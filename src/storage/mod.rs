//! Storage module for persisting crawl progress and records
//!
//! This module handles everything the crawler writes to disk:
//! - The progress set (links already processed), used to resume
//! - The record collection, appended to after every processed link
//!
//! Two backends are provided: plain files (JSON progress document + JSON
//! Lines records) and a single SQLite database.

mod files;
mod schema;
mod sqlite;
mod traits;

pub use files::FileStore;
pub use sqlite::SqliteStore;
pub use traits::{CrawlStore, StorageError, StorageResult};

use crate::config::{OutputConfig, StorageBackend};
use crate::crawler::{LinkId, Record};
use serde::{Deserialize, Serialize};
use std::collections::BTreeSet;
use std::path::Path;

/// Opens the store selected by the output configuration
///
/// # Arguments
///
/// * `config` - The output configuration
/// * `config_hash` - Hash of the configuration file, recorded with each commit
pub fn open_store(
    config: &OutputConfig,
    config_hash: &str,
) -> StorageResult<Box<dyn CrawlStore>> {
    match config.backend {
        StorageBackend::Files => Ok(Box::new(FileStore::open(
            Path::new(&config.progress_path),
            Path::new(&config.output_path),
            config_hash,
        )?)),
        StorageBackend::Sqlite => Ok(Box::new(SqliteStore::new(
            Path::new(&config.database_path),
            config_hash,
        )?)),
    }
}

/// Links already processed; only ever grows during a run
#[derive(Debug, Clone, Default, PartialEq, Eq, Serialize, Deserialize)]
#[serde(transparent)]
pub struct ProgressSet(BTreeSet<LinkId>);

impl ProgressSet {
    pub fn new() -> Self {
        Self::default()
    }

    pub fn contains(&self, link: &LinkId) -> bool {
        self.0.contains(link)
    }

    /// Adds a link; returns false if it was already present
    pub fn insert(&mut self, link: LinkId) -> bool {
        self.0.insert(link)
    }

    pub fn len(&self) -> usize {
        self.0.len()
    }

    pub fn is_empty(&self) -> bool {
        self.0.is_empty()
    }

    pub fn iter(&self) -> impl Iterator<Item = &LinkId> {
        self.0.iter()
    }
}

impl FromIterator<LinkId> for ProgressSet {
    fn from_iter<I: IntoIterator<Item = LinkId>>(iter: I) -> Self {
        Self(iter.into_iter().collect())
    }
}

/// A record together with the link that produced it
#[derive(Debug, Clone, PartialEq, Eq, Serialize, Deserialize)]
pub struct StoredRecord {
    pub link: LinkId,
    #[serde(flatten)]
    pub record: Record,
}

/// Bookkeeping written alongside the progress set
#[derive(Debug, Clone, Default, PartialEq, Eq)]
pub struct StoreMetadata {
    /// Hash of the configuration used for the last commit
    pub config_hash: Option<String>,
    /// RFC 3339 timestamp of the last commit
    pub updated_at: Option<String>,
}
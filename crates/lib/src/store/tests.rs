use std::collections::BTreeMap;

use crate::codec::{AttributeUpdate, AttributeValue};
use crate::store::{Item, ItemStore, KeySelector, MemoryStore, StoreError};

fn key(id: &str) -> KeySelector {
    BTreeMap::from([("id".to_string(), AttributeValue::S(id.to_string()))])
}

fn item(id: &str, age: i64) -> Item {
    BTreeMap::from([
        ("id".to_string(), AttributeValue::S(id.to_string())),
        ("age".to_string(), AttributeValue::N(age.to_string())),
    ])
}

#[test]
fn test_put_and_get() {
    let store = MemoryStore::new();
    store.create_table("people");

    store.put_item("people", &key("abc"), item("abc", 30)).unwrap();
    let fetched = store.get_item("people", &key("abc"), None).unwrap();
    assert_eq!(fetched, Some(item("abc", 30)));

    assert_eq!(store.get_item("people", &key("zzz"), None).unwrap(), None);
}

#[test]
fn test_put_is_insert_if_absent() {
    let store = MemoryStore::new();
    store.create_table("people");

    store.put_item("people", &key("abc"), item("abc", 30)).unwrap();
    let err = store
        .put_item("people", &key("abc"), item("abc", 31))
        .unwrap_err();
    assert!(matches!(err, crate::Error::Store(s) if s.is_conflict()));

    // The original item is untouched.
    let fetched = store.get_item("people", &key("abc"), None).unwrap();
    assert_eq!(fetched, Some(item("abc", 30)));
}

#[test]
fn test_unknown_table() {
    let store = MemoryStore::new();
    let err = store.get_item("nope", &key("abc"), None).unwrap_err();
    assert!(matches!(
        err,
        crate::Error::Store(StoreError::TableNotFound { .. })
    ));
}

#[test]
fn test_update_puts_and_deletes_attributes() {
    let store = MemoryStore::new();
    store.create_table("people");
    store.put_item("people", &key("abc"), item("abc", 30)).unwrap();

    let updates = BTreeMap::from([
        (
            "age".to_string(),
            AttributeUpdate::Put(AttributeValue::N("40".to_string())),
        ),
        (
            "first_name".to_string(),
            AttributeUpdate::Put(AttributeValue::S("peter".to_string())),
        ),
    ]);
    store.update_item("people", &key("abc"), updates).unwrap();

    let fetched = store.get_item("people", &key("abc"), None).unwrap().unwrap();
    assert_eq!(fetched["age"], AttributeValue::N("40".to_string()));
    assert_eq!(fetched["first_name"], AttributeValue::S("peter".to_string()));

    let removal = BTreeMap::from([("first_name".to_string(), AttributeUpdate::Delete)]);
    store.update_item("people", &key("abc"), removal).unwrap();
    let fetched = store.get_item("people", &key("abc"), None).unwrap().unwrap();
    assert!(!fetched.contains_key("first_name"));
}

#[test]
fn test_update_upserts_missing_items() {
    let store = MemoryStore::new();
    store.create_table("people");

    let updates = BTreeMap::from([(
        "age".to_string(),
        AttributeUpdate::Put(AttributeValue::N("30".to_string())),
    )]);
    store.update_item("people", &key("abc"), updates).unwrap();

    let fetched = store.get_item("people", &key("abc"), None).unwrap().unwrap();
    assert_eq!(fetched["id"], AttributeValue::S("abc".to_string()));
    assert_eq!(fetched["age"], AttributeValue::N("30".to_string()));
}

#[test]
fn test_get_with_projection() {
    let store = MemoryStore::new();
    store.create_table("people");
    store.put_item("people", &key("abc"), item("abc", 30)).unwrap();

    let projection = vec!["age".to_string()];
    let fetched = store
        .get_item("people", &key("abc"), Some(&projection))
        .unwrap()
        .unwrap();
    assert_eq!(fetched.len(), 1);
    assert_eq!(fetched["age"], AttributeValue::N("30".to_string()));
}

#[test]
fn test_delete_is_idempotent() {
    let store = MemoryStore::new();
    store.create_table("people");
    store.put_item("people", &key("abc"), item("abc", 30)).unwrap();

    store.delete_item("people", &key("abc")).unwrap();
    assert_eq!(store.get_item("people", &key("abc"), None).unwrap(), None);
    store.delete_item("people", &key("abc")).unwrap();
}

#[test]
fn test_create_table_twice_keeps_items() {
    let store = MemoryStore::new();
    store.create_table("people");
    store.put_item("people", &key("abc"), item("abc", 30)).unwrap();

    store.create_table("people");
    assert_eq!(store.item_count("people"), Some(1));
}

····················

Task statement — Look through the entries above and find each line where the word "Debug" occurs; copy those lines.

Your response —
#[derive(Debug, Clone, Default, PartialEq, Eq, Serialize, Deserialize)]
#[derive(Debug, Clone, PartialEq, Eq, Serialize, Deserialize)]
#[derive(Debug, Clone, Default, PartialEq, Eq)]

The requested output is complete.